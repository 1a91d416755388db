use std::time::Duration;

use axum::{
    async_trait,
    extract::{FromRef, FromRequestParts},
    http::request::Parts,
};
use jsonwebtoken::{decode, encode, DecodingKey, EncodingKey, Header, Validation};
use serde::{Deserialize, Serialize};
use time::{Duration as TimeDuration, OffsetDateTime};
use tracing::{debug, warn};
use uuid::Uuid;

use crate::{auth::repo::Role, config::JwtConfig, error::ApiError, state::AppState};

/// Session claims: who the caller is and what they are allowed to act as.
/// Validity is derived entirely from the signed content, so every check is
/// stateless.
#[derive(Debug, Serialize, Deserialize)]
pub struct Claims {
    pub sub: Uuid,
    pub role: Role,
    pub exp: usize,
    pub iat: usize,
    pub iss: String,
    pub aud: String,
}

/// Holds JWT signing and verification keys with config data.
#[derive(Clone)]
pub struct JwtKeys {
    pub encoding: EncodingKey,
    pub decoding: DecodingKey,
    pub issuer: String,
    pub audience: String,
    pub ttl: Duration,
}

impl FromRef<AppState> for JwtKeys {
    fn from_ref(state: &AppState) -> Self {
        let JwtConfig {
            secret,
            issuer,
            audience,
            ttl_minutes,
        } = state.config.jwt.clone();
        Self {
            encoding: EncodingKey::from_secret(secret.as_bytes()),
            decoding: DecodingKey::from_secret(secret.as_bytes()),
            issuer,
            audience,
            ttl: Duration::from_secs((ttl_minutes as u64) * 60),
        }
    }
}

impl JwtKeys {
    pub fn sign(&self, user_id: Uuid, role: Role) -> anyhow::Result<String> {
        let now = OffsetDateTime::now_utc();
        let exp = now + TimeDuration::seconds(self.ttl.as_secs() as i64);
        let claims = Claims {
            sub: user_id,
            role,
            iat: now.unix_timestamp() as usize,
            exp: exp.unix_timestamp() as usize,
            iss: self.issuer.clone(),
            aud: self.audience.clone(),
        };
        let token = encode(&Header::default(), &claims, &self.encoding)?;
        debug!(user_id = %user_id, role = %role, "session token signed");
        Ok(token)
    }

    pub fn verify(&self, token: &str) -> Result<Claims, ApiError> {
        let mut validation = Validation::default();
        validation.set_audience(std::slice::from_ref(&self.audience));
        validation.set_issuer(std::slice::from_ref(&self.issuer));
        let data = decode::<Claims>(token, &self.decoding, &validation).map_err(|e| {
            match e.kind() {
                jsonwebtoken::errors::ErrorKind::ExpiredSignature => ApiError::ExpiredSession,
                _ => ApiError::Unauthenticated("Invalid token".into()),
            }
        })?;
        debug!(user_id = %data.claims.sub, role = %data.claims.role, "session token verified");
        Ok(data.claims)
    }
}

/// Authenticated caller identity, extracted from the bearer token.
pub struct AuthUser {
    pub id: Uuid,
    pub role: Role,
}

impl AuthUser {
    /// Check the caller's role against an operation's allow-list.
    pub fn require(&self, allowed: &[Role]) -> Result<(), ApiError> {
        if allowed.contains(&self.role) {
            Ok(())
        } else {
            warn!(user_id = %self.id, role = %self.role, "role not permitted");
            Err(ApiError::Forbidden)
        }
    }
}

#[async_trait]
impl<S> FromRequestParts<S> for AuthUser
where
    S: Send + Sync,
    JwtKeys: FromRef<S>,
{
    type Rejection = ApiError;

    async fn from_request_parts(parts: &mut Parts, state: &S) -> Result<Self, Self::Rejection> {
        let keys = JwtKeys::from_ref(state);
        let auth_header = parts
            .headers
            .get(axum::http::header::AUTHORIZATION)
            .and_then(|v| v.to_str().ok())
            .ok_or_else(|| ApiError::Unauthenticated("Missing Authorization header".into()))?;

        let token = auth_header
            .strip_prefix("Bearer ")
            .or_else(|| auth_header.strip_prefix("bearer "))
            .ok_or_else(|| ApiError::Unauthenticated("Invalid Authorization header".into()))?;

        let claims = keys.verify(token).map_err(|e| {
            warn!("rejected session token");
            e
        })?;

        Ok(AuthUser {
            id: claims.sub,
            role: claims.role,
        })
    }
}

#[cfg(test)]
mod tests {
    use super::*;

    fn make_keys() -> JwtKeys {
        let state = AppState::fake();
        JwtKeys::from_ref(&state)
    }

    #[tokio::test]
    async fn sign_and_verify_carries_identity_and_role() {
        let keys = make_keys();
        let user_id = Uuid::new_v4();
        let token = keys.sign(user_id, Role::Teacher).expect("sign");
        let claims = keys.verify(&token).expect("verify");
        assert_eq!(claims.sub, user_id);
        assert_eq!(claims.role, Role::Teacher);
        assert_eq!(claims.iss, "test-issuer");
        assert_eq!(claims.aud, "test-aud");
    }

    #[tokio::test]
    async fn verify_rejects_tampered_token() {
        let keys = make_keys();
        let mut token = keys.sign(Uuid::new_v4(), Role::Student).expect("sign");
        // Corrupt the signature segment.
        token.pop();
        token.push('x');
        assert!(matches!(
            keys.verify(&token),
            Err(ApiError::Unauthenticated(_))
        ));
    }

    #[tokio::test]
    async fn verify_distinguishes_expired_tokens() {
        let keys = make_keys();
        let now = OffsetDateTime::now_utc().unix_timestamp();
        // Expired well past the default validation leeway.
        let claims = Claims {
            sub: Uuid::new_v4(),
            role: Role::Hod,
            iat: (now - 7200) as usize,
            exp: (now - 3600) as usize,
            iss: keys.issuer.clone(),
            aud: keys.audience.clone(),
        };
        let token = encode(&Header::default(), &claims, &keys.encoding).expect("encode");
        assert!(matches!(keys.verify(&token), Err(ApiError::ExpiredSession)));
    }

    #[tokio::test]
    async fn verify_rejects_wrong_audience() {
        let keys = make_keys();
        let now = OffsetDateTime::now_utc().unix_timestamp();
        let claims = Claims {
            sub: Uuid::new_v4(),
            role: Role::Student,
            iat: now as usize,
            exp: (now + 300) as usize,
            iss: keys.issuer.clone(),
            aud: "someone-else".into(),
        };
        let token = encode(&Header::default(), &claims, &keys.encoding).expect("encode");
        assert!(matches!(
            keys.verify(&token),
            Err(ApiError::Unauthenticated(_))
        ));
    }

    #[test]
    fn require_enforces_the_allow_list() {
        let caller = AuthUser {
            id: Uuid::new_v4(),
            role: Role::Student,
        };
        assert!(caller.require(&[Role::Student, Role::Teacher]).is_ok());
        assert!(matches!(
            caller.require(&[Role::Hod]),
            Err(ApiError::Forbidden)
        ));
    }
}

◇ ◇ ◇ ◇ ◇

# Problem description
Where does the word "String" appear in the listing? List each line that holds it.

# Answer space
    pub iss: String,
    pub aud: String,
    pub issuer: String,
    pub audience: String,
    pub fn sign(&self, user_id: Uuid, role: Role) -> anyhow::Result<String> {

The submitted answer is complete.